● **Task requirements**: The lines to copy are those with "humans" in them. Pull each one from the entries below.
--- Given data ---
//! Data object storing the clustermap configuration.
use std::time::Duration;

use serde::Deserialize;
use serde::Serialize;

/// Global configuration for the clustermap process.
#[derive(Clone, Debug, PartialEq, Serialize, Deserialize)]
#[serde(default)]
pub struct Conf {
    /// Tag attached to records collected from the primary cluster.
    pub cluster_name: String,

    /// Additional sources of infrastructure state (secondary clusters, mounted files).
    pub data_sources: Vec<DataSource>,

    /// Path to the kubeconfig for the primary cluster (empty uses in-cluster credentials).
    pub kubeconfig: String,

    /// Process logging configuration.
    pub logging: LoggingConf,

    /// Port the HTTP API listens on.
    pub port: u16,

    /// Base interval between snapshot refreshes, in seconds.
    pub refresh_interval_sec: u64,

    /// Pull-through registry host (`host:port`) to rewrite OCI chart URLs around.
    pub registry_proxy: String,

    /// Process runtime configuration.
    pub runtime: RuntimeConf,

    /// Deprecated: path to a Terraform state file, replaced by `data_sources`.
    pub tfstate_path: Option<String>,
}

impl Default for Conf {
    fn default() -> Conf {
        Conf {
            cluster_name: String::from("Homelab"),
            data_sources: Vec::new(),
            kubeconfig: String::new(),
            logging: LoggingConf::default(),
            port: 8080,
            refresh_interval_sec: 300,
            registry_proxy: String::new(),
            runtime: RuntimeConf::default(),
            tfstate_path: None,
        }
    }
}

impl Conf {
    /// Configured data sources, with the deprecated `tfstate_path` option folded in.
    ///
    /// The legacy option only applies when no `data_sources` are configured at all.
    pub fn effective_data_sources(&self) -> Vec<DataSource> {
        if !self.data_sources.is_empty() {
            return self.data_sources.clone();
        }
        match &self.tfstate_path {
            Some(path) if !path.is_empty() => vec![DataSource {
                name: String::from("terraform"),
                kind: DataSourceKind::Tfstate,
                path: path.clone(),
            }],
            _ => Vec::new(),
        }
    }

    /// Base interval between snapshot refreshes.
    pub fn refresh_interval(&self) -> Duration {
        Duration::from_secs(self.refresh_interval_sec)
    }
}

/// An additional source of infrastructure state.
#[derive(Clone, Debug, PartialEq, Serialize, Deserialize)]
pub struct DataSource {
    /// Name the source and its records are reported under.
    pub name: String,

    /// The kind of source to read.
    #[serde(rename = "type")]
    pub kind: DataSourceKind,

    /// Path to the source: a kubeconfig for clusters, the mounted file otherwise.
    pub path: String,
}

/// Supported kinds of additional data sources.
#[derive(Clone, Copy, Debug, Eq, PartialEq, Serialize, Deserialize)]
#[serde(rename_all = "kebab-case")]
pub enum DataSourceKind {
    /// A secondary Kubernetes cluster, read through its kubeconfig.
    Kubernetes,

    /// A Terraform state (v4 JSON) file.
    Tfstate,

    /// A Docker Compose manifest.
    DockerCompose,
}

/// Process logging configuration.
#[derive(Clone, Debug, PartialEq, Serialize, Deserialize)]
#[serde(default)]
pub struct LoggingConf {
    /// Minimum level for emitted log events.
    pub level: LogLevel,

    /// Format log events for humans or for log aggregators.
    pub mode: LogMode,
}

impl Default for LoggingConf {
    fn default() -> LoggingConf {
        LoggingConf {
            level: LogLevel::Info,
            mode: LogMode::Terminal,
        }
    }
}

/// Minimum level for emitted log events.
#[derive(Clone, Copy, Debug, Eq, PartialEq, Serialize, Deserialize)]
#[serde(rename_all = "lowercase")]
pub enum LogLevel {
    Debug,
    Info,
    Warning,
    Error,
}

impl From<LogLevel> for slog::Level {
    fn from(level: LogLevel) -> slog::Level {
        match level {
            LogLevel::Debug => slog::Level::Debug,
            LogLevel::Info => slog::Level::Info,
            LogLevel::Warning => slog::Level::Warning,
            LogLevel::Error => slog::Level::Error,
        }
    }
}

/// Format log events for humans or for log aggregators.
#[derive(Clone, Copy, Debug, Eq, PartialEq, Serialize, Deserialize)]
#[serde(rename_all = "lowercase")]
pub enum LogMode {
    /// Human friendly terminal output.
    Terminal,

    /// One JSON encoded event per line.
    Json,
}

/// Process runtime configuration.
#[derive(Clone, Debug, PartialEq, Serialize, Deserialize)]
#[serde(default)]
pub struct RuntimeConf {
    /// Seconds the HTTP server is given to drain connections on shutdown.
    pub shutdown_grace_sec: u64,
}

impl Default for RuntimeConf {
    fn default() -> RuntimeConf {
        RuntimeConf {
            shutdown_grace_sec: 5,
        }
    }
}

#[cfg(test)]
mod tests {
    use super::Conf;
    use super::DataSourceKind;

    #[test]
    fn defaults() {
        let conf = Conf::default();
        assert_eq!(conf.cluster_name, "Homelab");
        assert_eq!(conf.port, 8080);
        assert_eq!(conf.refresh_interval_sec, 300);
        assert!(conf.data_sources.is_empty());
    }

    #[test]
    fn decode_data_sources() {
        let conf: Conf = serde_yaml::from_str(
            r#"
            cluster_name: Lab
            data_sources:
              - name: nas
                type: kubernetes
                path: /secrets/nas.kubeconfig
              - name: proxmox
                type: tfstate
                path: /mnt/terraform.tfstate
              - name: media
                type: docker-compose
                path: /mnt/compose.yaml
            "#,
        )
        .unwrap();
        assert_eq!(conf.data_sources.len(), 3);
        assert_eq!(conf.data_sources[0].kind, DataSourceKind::Kubernetes);
        assert_eq!(conf.data_sources[1].kind, DataSourceKind::Tfstate);
        assert_eq!(conf.data_sources[2].kind, DataSourceKind::DockerCompose);
    }

    #[test]
    fn legacy_tfstate_synthesised() {
        let conf: Conf = serde_yaml::from_str("tfstate_path: /mnt/terraform.tfstate").unwrap();
        let sources = conf.effective_data_sources();
        assert_eq!(sources.len(), 1);
        assert_eq!(sources[0].name, "terraform");
        assert_eq!(sources[0].kind, DataSourceKind::Tfstate);
        assert_eq!(sources[0].path, "/mnt/terraform.tfstate");
    }

    #[test]
    fn legacy_tfstate_ignored_with_sources() {
        let conf: Conf = serde_yaml::from_str(
            r#"
            tfstate_path: /mnt/terraform.tfstate
            data_sources:
              - name: nas
                type: kubernetes
                path: /secrets/nas.kubeconfig
            "#,
        )
        .unwrap();
        let sources = conf.effective_data_sources();
        assert_eq!(sources.len(), 1);
        assert_eq!(sources[0].name, "nas");
    }
}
---
● **Answer to the exercise**:
    /// Format log events for humans or for log aggregators.
/// Format log events for humans or for log aggregators.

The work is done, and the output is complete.